There are several techniques for web scraping that can be implemented using a variety of programming languages. In this article, we will be using the Python programming language. Don't worry if you're not familiar with Python, as we will be explaining each step in detail. If you do have a basic understanding of Python syntax, this should be a fairly easy process.

Our web scraper will be tasked with extracting news articles from a specific news website. The main reason for creating an autonomous web scraper is to extract data that is constantly being updated, such as news articles. This allows us to easily gather and analyze the latest information from a particular site. So, let's get started and build our web scraper!

Disclaimer: before scraping any website be sure to read their user terms and conditions. Some sites may take legal action if you don't follow usage guidelines.

Platforms and services

In this section, we will provide an overview of the platforms and services we will be using to create a cloud-based web scraper as an example. We will briefly explain the purpose and function of each platform or service to give you a better understanding of how they will be used in the process.

  • IBM cloud platform: this will be our cloud platform of choice, for the reason being that you can access several services without having to provide credit card information. For our example we'll get to work with :
    • Cloud functions service: this service will allow us to execute our web scraper on the cloud.
    • Cloudant: a non-relational, distributed database service. We'll use this to store the data we scrape.
  • Docker container platform: this platform we'll allow us to containerize our web scraper in a well defined environment with all necessary dependencies. This action allows our web scraper to work on any given platform that supports docker containers. In our example our docker container will be used by the ibm cloud functions service.
  • Github: we'll use Github for version control and also to link to our docker container. Linking our docker container to a github repository containing our web scraper will automatically initiate a new build for our docker container image. The new image will carry all changes made to the repository's content.
  • Cloud phantomjs platform: this platform will help render the web pages from the HTTP requests we'll make on the cloud. Once a page is rendered the response is returned as HTML.
  • Rapid API platform: this platform will help manage our API calls to the cloud phantomjs platform and also provide an interface that shows execution statistics.

Build flow

Having a clear understanding of the end goal of a project can help guide the development process and ensure that the necessary features are implemented. To help you understand the steps we will take to achieve our end goal, we have listed them below:

  • Build a web scraper In python,
  • Containerise the python web scraper using Docker,
  • Upload Docker container of the web scraper to Docker Hub,
  • Deploy the container to IBM cloud,
  • Create time controlled triggers on the IBM cloud functions service

1. Build a web scraper in python

Python offers a variety of libraries for web scraping, such as the requests library for making HTTP requests and selenium for browser automation and testing. These libraries can be useful when running web scrapers on a local machine, but for our cloud-based example, we want to be able to run our web scraper independently of our local machine and network latency. To achieve this, we will be using cloud phantomjs, which will handle rendering our website on the cloud, and the unirest library to make HTTP requests to cloud phantomjs. Unirest is an open-source library that allows us to make requests to both simple HTML websites and JavaScript-driven websites. You can learn more about Unirest at http://unirest.io/python.html.
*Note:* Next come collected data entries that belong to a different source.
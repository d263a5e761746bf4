//! Real filesystem, network and process access.

use super::{CommandOutput, ExecRequest, ExecutionEnvironment, FetchRequest, FetchResponse, GlobMatch};
use crate::constants::{BINARY_SNIFF_LEN, DEFAULT_COMMAND_TIMEOUT};
use crate::pattern::{PatternMatcher, display_path, split_literal_prefix};
use crate::utils::fs::looks_binary;
use anyhow::{Context, Result, anyhow};
use async_trait::async_trait;
use reqwest::StatusCode;
use reqwest::header::{
    CONTENT_TYPE, ETAG, HeaderName, IF_MODIFIED_SINCE, IF_NONE_MATCH, LAST_MODIFIED,
};
use std::io::Write;
use std::path::{Path, PathBuf};
use std::process::Stdio;
use std::time::Duration;
use tokio::io::AsyncReadExt;
use tokio::process::Command;
use tokio::time::timeout;
use tokio_retry::RetryIf;
use tokio_retry::strategy::ExponentialBackoff;

/// Attempts per fetch, first try included.
const FETCH_ATTEMPTS: usize = 3;

/// Environment backed by `tokio::fs`, `reqwest` and `tokio::process`.
#[derive(Debug, Clone)]
pub struct SystemEnvironment {
    client: reqwest::Client,
    command_timeout: Option<Duration>,
}

impl SystemEnvironment {
    /// Create an environment with the default command timeout.
    ///
    /// # Errors
    ///
    /// Returns an error if the HTTP client cannot be initialized.
    pub fn new() -> Result<Self> {
        let client = reqwest::Client::builder()
            .user_agent(concat!(env!("CARGO_PKG_NAME"), "/", env!("CARGO_PKG_VERSION")))
            .build()
            .context("Failed to initialize HTTP client")?;
        Ok(Self {
            client,
            command_timeout: Some(DEFAULT_COMMAND_TIMEOUT),
        })
    }

    /// Set the per-command timeout. `None` lets commands run indefinitely.
    #[must_use]
    pub const fn with_command_timeout(mut self, command_timeout: Option<Duration>) -> Self {
        self.command_timeout = command_timeout;
        self
    }

    fn resolve_prefix(&self, prefix: &str, cwd: &Path) -> PathBuf {
        if prefix.is_empty() {
            return cwd.to_path_buf();
        }
        let expanded = PathBuf::from(shellexpand::tilde(prefix).as_ref());
        if expanded.is_absolute() {
            expanded
        } else {
            cwd.join(expanded)
        }
    }

    async fn fetch_once(&self, request: &FetchRequest) -> Result<FetchResponse, FetchAttemptError> {
        let mut builder = self.client.get(&request.url);
        if let Some(etag) = &request.etag {
            builder = builder.header(IF_NONE_MATCH, etag);
        }
        if let Some(last_modified) = &request.last_modified {
            builder = builder.header(IF_MODIFIED_SINCE, last_modified);
        }

        let response = builder.send().await.map_err(|e| FetchAttemptError {
            retriable: e.is_connect() || e.is_timeout(),
            message: e.to_string(),
        })?;

        let status = response.status();
        let header = |name: HeaderName| {
            response.headers().get(name).and_then(|v| v.to_str().ok()).map(str::to_string)
        };
        let etag = header(ETAG);
        let last_modified = header(LAST_MODIFIED);
        let content_type = header(CONTENT_TYPE);

        if status == StatusCode::NOT_MODIFIED {
            return Ok(FetchResponse::NotModified {
                etag,
                last_modified,
            });
        }
        if !status.is_success() {
            return Err(FetchAttemptError {
                retriable: status.is_server_error(),
                message: format!("HTTP {status}"),
            });
        }

        let content = response.text().await.map_err(|e| FetchAttemptError {
            retriable: false,
            message: format!("Failed to read response body: {e}"),
        })?;
        Ok(FetchResponse::Fetched {
            content,
            content_type,
            etag,
            last_modified,
        })
    }
}

/// A single failed fetch attempt.
#[derive(Debug)]
struct FetchAttemptError {
    message: String,
    retriable: bool,
}

fn shell_command(command: &str) -> Command {
    if cfg!(windows) {
        let mut cmd = Command::new("cmd");
        cmd.args(["/C", command]);
        cmd
    } else {
        let mut cmd = Command::new("sh");
        cmd.args(["-c", command]);
        cmd
    }
}

#[async_trait]
impl ExecutionEnvironment for SystemEnvironment {
    async fn file_exists(&self, path: &Path) -> bool {
        tokio::fs::try_exists(path).await.unwrap_or(false)
    }

    async fn is_binary(&self, path: &Path) -> Result<bool> {
        let file = tokio::fs::File::open(path)
            .await
            .with_context(|| format!("Failed to open {}", path.display()))?;
        let mut head = Vec::with_capacity(BINARY_SNIFF_LEN);
        file.take(BINARY_SNIFF_LEN as u64)
            .read_to_end(&mut head)
            .await
            .with_context(|| format!("Failed to read {}", path.display()))?;
        Ok(looks_binary(&head))
    }

    async fn read_text(&self, path: &Path) -> Result<String> {
        tokio::fs::read_to_string(path)
            .await
            .with_context(|| format!("Failed to read {}", path.display()))
    }

    async fn canonicalize(&self, path: &Path) -> Result<PathBuf> {
        tokio::fs::canonicalize(path)
            .await
            .with_context(|| format!("Failed to canonicalize {}", path.display()))
    }

    async fn expand_glob(&self, pattern: &str, cwd: &Path) -> Result<Vec<GlobMatch>> {
        let (prefix, glob) = split_literal_prefix(pattern);
        let base = self.resolve_prefix(prefix, cwd);
        let matcher = PatternMatcher::new(glob)?;

        let walk_base = base.clone();
        let relative_paths = tokio::task::spawn_blocking(move || matcher.find_matches(&walk_base))
            .await
            .context("Glob expansion task failed")??;

        let mut matches = Vec::with_capacity(relative_paths.len());
        for relative in relative_paths {
            let path = base.join(&relative);
            let bytes = tokio::fs::read(&path)
                .await
                .with_context(|| format!("Failed to read {}", path.display()))?;
            if looks_binary(&bytes) {
                self.log(&format!("Skipping binary file {}", path.display()));
                continue;
            }
            let content = String::from_utf8(bytes)
                .with_context(|| format!("{} is not valid UTF-8", path.display()))?;
            matches.push(GlobMatch {
                path: display_path(prefix, &relative),
                content,
            });
        }
        Ok(matches)
    }

    async fn fetch(&self, request: FetchRequest) -> Result<FetchResponse> {
        let strategy = ExponentialBackoff::from_millis(10)
            .max_delay(Duration::from_millis(500))
            .factor(2)
            .take(FETCH_ATTEMPTS - 1);

        RetryIf::spawn(
            strategy,
            || self.fetch_once(&request),
            |e: &FetchAttemptError| {
                if e.retriable {
                    tracing::debug!(target: "import", "Retrying {}: {}", request.url, e.message);
                }
                e.retriable
            },
        )
        .await
        .map_err(|e| anyhow!("{}", e.message))
    }

    async fn exec(&self, request: ExecRequest, cwd: &Path) -> Result<CommandOutput> {
        // The script file must outlive the child process.
        let (mut cmd, label, _script) = match request {
            ExecRequest::Shell(command) => (shell_command(&command), command, None),
            ExecRequest::Script {
                interpreter,
                code,
            } => {
                let mut file = tempfile::Builder::new()
                    .prefix("mdimport-")
                    .suffix(".script")
                    .tempfile()
                    .context("Failed to create script file")?;
                file.write_all(code.as_bytes()).context("Failed to write script file")?;
                file.flush().context("Failed to write script file")?;
                let script = file.into_temp_path();

                let mut parts = interpreter.split_whitespace();
                let program =
                    parts.next().ok_or_else(|| anyhow!("Shebang names no interpreter"))?;
                let mut cmd = Command::new(program);
                cmd.args(parts).arg(&script);
                (cmd, interpreter, Some(script))
            }
        };

        cmd.current_dir(cwd)
            .stdin(Stdio::null())
            .stdout(Stdio::piped())
            .stderr(Stdio::piped())
            .kill_on_drop(true);
        tracing::debug!(target: "import", "Executing in {}: {label}", cwd.display());

        let output_future = cmd.output();
        let output = match self.command_timeout {
            Some(duration) => timeout(duration, output_future).await.map_err(|_| {
                tracing::warn!(
                    target: "import",
                    "Command timed out after {} seconds: {label}",
                    duration.as_secs()
                );
                anyhow!("timed out after {} seconds", duration.as_secs())
            })?,
            None => output_future.await,
        }
        .with_context(|| format!("Failed to spawn {label}"))?;

        Ok(CommandOutput {
            stdout: String::from_utf8_lossy(&output.stdout).into_owned(),
            stderr: String::from_utf8_lossy(&output.stderr).into_owned(),
            status: output.status.code(),
        })
    }

    fn log(&self, message: &str) {
        tracing::debug!(target: "import", "{message}");
    }
}

#[cfg(test)]
mod tests {
    use super::*;
    use tempfile::TempDir;

    #[tokio::test]
    async fn test_file_operations() {
        let temp = TempDir::new().unwrap();
        let text = temp.path().join("a.md");
        let binary = temp.path().join("b.bin");
        std::fs::write(&text, "hello").unwrap();
        std::fs::write(&binary, [0x89, b'P', 0, 1]).unwrap();
        let env = SystemEnvironment::new().unwrap();

        assert!(env.file_exists(&text).await);
        assert!(!env.file_exists(&temp.path().join("missing.md")).await);
        assert!(!env.is_binary(&text).await.unwrap());
        assert!(env.is_binary(&binary).await.unwrap());
        assert_eq!(env.read_text(&text).await.unwrap(), "hello");
        assert!(env.canonicalize(&text).await.unwrap().is_absolute());
    }

    #[tokio::test]
    async fn test_expand_glob_skips_binaries() {
        let temp = TempDir::new().unwrap();
        std::fs::create_dir(temp.path().join("docs")).unwrap();
        std::fs::write(temp.path().join("docs/b.md"), "beta").unwrap();
        std::fs::write(temp.path().join("docs/a.md"), "alpha").unwrap();
        std::fs::write(temp.path().join("docs/c.md"), [0u8, 1, 2]).unwrap();
        let env = SystemEnvironment::new().unwrap();

        let matches = env.expand_glob("./docs/*.md", temp.path()).await.unwrap();

        assert_eq!(
            matches,
            vec![
                GlobMatch {
                    path: "./docs/a.md".to_string(),
                    content: "alpha".to_string()
                },
                GlobMatch {
                    path: "./docs/b.md".to_string(),
                    content: "beta".to_string()
                },
            ]
        );
    }

    #[cfg(unix)]
    #[tokio::test]
    async fn test_exec_shell_and_script() {
        let temp = TempDir::new().unwrap();
        let env = SystemEnvironment::new().unwrap();

        let output =
            env.exec(ExecRequest::Shell("echo hi; exit 3".to_string()), temp.path()).await.unwrap();
        assert_eq!(output.stdout, "hi\n");
        assert_eq!(output.status, Some(3));
        assert!(!output.success());

        let output = env
            .exec(
                ExecRequest::Script {
                    interpreter: "/bin/sh".to_string(),
                    code: "#!/bin/sh\npwd\n".to_string(),
                },
                temp.path(),
            )
            .await
            .unwrap();
        assert!(output.success());
        let reported = PathBuf::from(output.stdout.trim_end());
        assert_eq!(reported.canonicalize().unwrap(), temp.path().canonicalize().unwrap());
    }

    #[cfg(unix)]
    #[tokio::test]
    async fn test_exec_timeout() {
        let temp = TempDir::new().unwrap();
        let env = SystemEnvironment::new()
            .unwrap()
            .with_command_timeout(Some(Duration::from_millis(100)));

        let err = env.exec(ExecRequest::Shell("sleep 5".to_string()), temp.path()).await.unwrap_err();
        assert!(format!("{err:#}").contains("timed out"));
    }
}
Once we make the request, we receive a response in the form of HTML. To be able to navigate through the HTML tags and extract the desired data, we need to properly parse the response. To do this, we will use the Beautiful Soup library, another Python library that allows us to parse HTML responses. With Beautiful Soup, we can easily navigate through the HTML tags programmatically and extract the information we need.

  • Setting up the environment:

    We’ll be building our web scraper in the python 2.7 environment. To get python 2.7 follow this link https://www.python.org/downloads/release/python-2715/ and choose the installer specific to your OS and system type. Download and install using the installer.

    Once installed your machine is ready to execute python script. My machine? I thought you said we are going to be working on the cloud. No need to panic we’re getting there. Before we can deploy our web scraper to the cloud we first need to run tests on our machine to make sure it’s working error free.

    On a windows OS you need to add python to the PATH environment variable. This allows you to execute a python script in command prompt and also any code editor that supports executing python scripts. I recommend Visual studio code.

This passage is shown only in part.